The good ol’ complaint box has taken on new form, it seems.
In case you missed it recently, campus safety is quickly emerging as the latest crisis at Fresno Unified, and Bullard High School has unwillingly been at the center of it.
You can wind the clock back to a bomb threat mixed with petty vandalism in 2014 as the unofficial start date of this crisis (though, undoubtedly, a few overzealous Fresno Unified watchers will go even further back into the minutiae). That threat forced the school district to shut down the campus.
Just a few weeks ago, Bullard was paralyzed by the unauthorized entry of a relative of one of the students. The adult relative came to Bullard to assist her high-school-aged relative in a school yard beatdown that sent a teacher to the hospital.
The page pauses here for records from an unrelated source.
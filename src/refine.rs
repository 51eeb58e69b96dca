//! Refinement: choosing the next nonterminal in an abstract expression and
//! expanding it with every applicable grammar rule.
//!
//! The path selection rule targets a nonterminal of minimum depth, breaking
//! ties toward the lowest child index. Rule expansion rebuilds only the
//! spine above the rewritten node; unchanged siblings are shared by handle.

use crate::expr::{ExprId, ExprStore};
use crate::grammar::Grammar;
use smallvec::SmallVec;

/// A path from the root of an expression down to the nonterminal selected
/// for refinement. An empty path targets the root node itself.
#[derive(Debug, Clone, PartialEq, Eq)]
pub struct Path {
    indices: SmallVec<[u32; 8]>,
}

impl Path {
    /// The path targeting the root node.
    pub fn root() -> Self {
        Path {
            indices: SmallVec::new(),
        }
    }

    /// Child indices from the root down to the target.
    pub fn indices(&self) -> &[u32] {
        &self.indices
    }

    /// Depth of the target below the root.
    pub fn depth(&self) -> usize {
        self.indices.len()
    }

    fn prepended(mut self, index: u32) -> Self {
        self.indices.insert(0, index);
        self
    }
}

/// Find the path to the next nonterminal to refine, or None if the
/// expression is concrete.
///
/// Among all nonterminals the one of minimum depth is chosen; between
/// subtrees reaching the same minimum depth, the first child index wins.
pub fn path_to_next_nonterminal(store: &ExprStore, expr: ExprId) -> Option<Path> {
    let node = store.node(expr);

    if store.is_nonterminal_symbol(node.func) {
        return Some(Path::root());
    }

    // Terminal leaf: nothing to refine below it.
    if node.children.is_empty() {
        return None;
    }

    let mut best: Option<Path> = None;
    for (i, &child) in node.children.iter().enumerate() {
        if let Some(path) = path_to_next_nonterminal(store, child) {
            let improves = match best {
                Some(ref b) => path.depth() + 1 < b.depth(),
                None => true,
            };
            if improves {
                best = Some(path.prepended(i as u32));
            }
        }
    }
    best
}

/// Expand the nonterminal addressed by `path` with every applicable rule.
///
/// Returns the rewritten expressions in rule declaration order. An empty
/// path applies all rules whose `matches` equals `expr` directly; a
/// non-empty path descends into the indexed child and re-interns the spine
/// with that one child replaced.
pub fn refine(store: &ExprStore, expr: ExprId, path: &Path, grammar: &Grammar) -> Vec<ExprId> {
    refine_at(store, expr, path.indices(), grammar)
}

fn refine_at(store: &ExprStore, expr: ExprId, indices: &[u32], grammar: &Grammar) -> Vec<ExprId> {
    let (&head, rest) = match indices.split_first() {
        Some(split) => split,
        None => {
            // At the nonterminal itself: apply all matching rules.
            return grammar
                .rules()
                .iter()
                .filter(|rule| rule.matches == expr)
                .map(|rule| rule.replacement)
                .collect();
        }
    };

    let node = store.node(expr);
    let index = head as usize;
    debug_assert!(
        index < node.children.len(),
        "refinement path index {} out of bounds for arity {}",
        index,
        node.children.len()
    );

    let rewritten = refine_at(store, node.children[index], rest, grammar);

    rewritten
        .into_iter()
        .map(|child| {
            let mut children = node.children.clone();
            children[index] = child;
            store.app(node.func, children, node.attr)
        })
        .collect()
}

#[cfg(test)]
#[path = "tests/refine.rs"]
mod tests;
This week, we got a glimpse into the mindset of the Fresno Teachers Association after these events. And their response was nothing short of baffling. Faced with a serious workplace safety issue, the union opted for a media availability at Bullard’s campus featuring a handful of teachers and Bullard’s football coach.
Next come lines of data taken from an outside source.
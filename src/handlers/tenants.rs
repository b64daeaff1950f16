// src/handlers/tenants.rs

use axum::{
    extract::{Path, Query, State},
    http::StatusCode,
    response::IntoResponse,
    Json,
};
use serde::Deserialize;
use utoipa::IntoParams;

use crate::{
    common::error::AppError,
    config::AppState,
    models::tenant::{Tenant, TenantStatus, UpdateTenantPayload},
};

#[derive(Debug, Default, Deserialize, IntoParams)]
#[into_params(parameter_in = Query)]
#[serde(default)]
pub struct TenantQuery {
    pub status: Option<TenantStatus>,
}

// GET /api/tenants
#[utoipa::path(
    get,
    path = "/api/tenants",
    tag = "Tenants",
    params(TenantQuery),
    responses((status = 200, body = Vec<Tenant>)),
    security(("api_jwt" = []))
)]
pub async fn list_tenants(
    State(app_state): State<AppState>,
    Query(query): Query<TenantQuery>,
) -> Result<impl IntoResponse, AppError> {
    let tenants = app_state.tenant_service.list(query.status).await?;
    Ok((StatusCode::OK, Json(tenants)))
}

// GET /api/tenants/{id}
#[utoipa::path(
    get,
    path = "/api/tenants/{id}",
    tag = "Tenants",
    params(("id" = String, Path, example = "TEN-2025-042")),
    responses((status = 200, body = Tenant), (status = 404, description = "Não encontrado")),
    security(("api_jwt" = []))
)]
pub async fn get_tenant(
    State(app_state): State<AppState>,
    Path(id): Path<String>,
) -> Result<impl IntoResponse, AppError> {
    let tenant = app_state.tenant_service.get(&id).await?;
    Ok((StatusCode::OK, Json(tenant)))
}

// PUT /api/tenants/{id}
#[utoipa::path(
    put,
    path = "/api/tenants/{id}",
    tag = "Tenants",
    params(("id" = String, Path)),
    request_body = UpdateTenantPayload,
    responses((status = 200, body = Tenant), (status = 400, description = "Dados inválidos"), (status = 404, description = "Não encontrado")),
    security(("api_jwt" = []))
)]
pub async fn update_tenant(
    State(app_state): State<AppState>,
    Path(id): Path<String>,
    Json(payload): Json<UpdateTenantPayload>,
) -> Result<impl IntoResponse, AppError> {
    let tenant = app_state.tenant_service.update(&id, payload).await?;
    Ok((StatusCode::OK, Json(tenant)))
}

// DELETE /api/tenants/{id}
#[utoipa::path(
    delete,
    path = "/api/tenants/{id}",
    tag = "Tenants",
    params(("id" = String, Path)),
    responses((status = 200, description = "Inquilino desativado", body = Tenant), (status = 404, description = "Não encontrado")),
    security(("api_jwt" = []))
)]
pub async fn delete_tenant(
    State(app_state): State<AppState>,
    Path(id): Path<String>,
) -> Result<impl IntoResponse, AppError> {
    let tenant = app_state.tenant_service.deactivate(&id).await?;
    Ok((StatusCode::OK, Json(tenant)))
}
Now don’t get me wrong, I’m a big fan of Donnie Arax (who just wrapped up a terrific season). But he knows as well as the rest of us that a winning game plan requires better tactics and optics.
The tactics were to go public, at a time when FTA desperately needs a win at the negotiating table and not in the headlines (it’s easy to beat Fresno Unified in a game of PR showdown). Instead of teachers barking at TV cameras, shouldn’t they be focusing their fire at their union representatives?
Then there are the optics: launching this “campaign” for campus safety at Bullard suggests only one thing: campus safety wasn’t a problem until it hit Bullard.
But that belies the reality of this problem – which has taken root to a greater extent in south Fresno schools than up north. In reality, this problem has existed for many more years in the halls of Roosevelt, where a student could easily be shot by a campus security officer, than at Bullard.
Of greater import – and the question that should be ringing in the heads of every teacher at a Fresno Unified campus: for what possible reason could there be to have a professionally-staffed teacher’s union if not to barge down the doors of Fresno Unified’s office and demand greater teacher protections?
Well, aside from serving as a receptacle of hard-earned dues.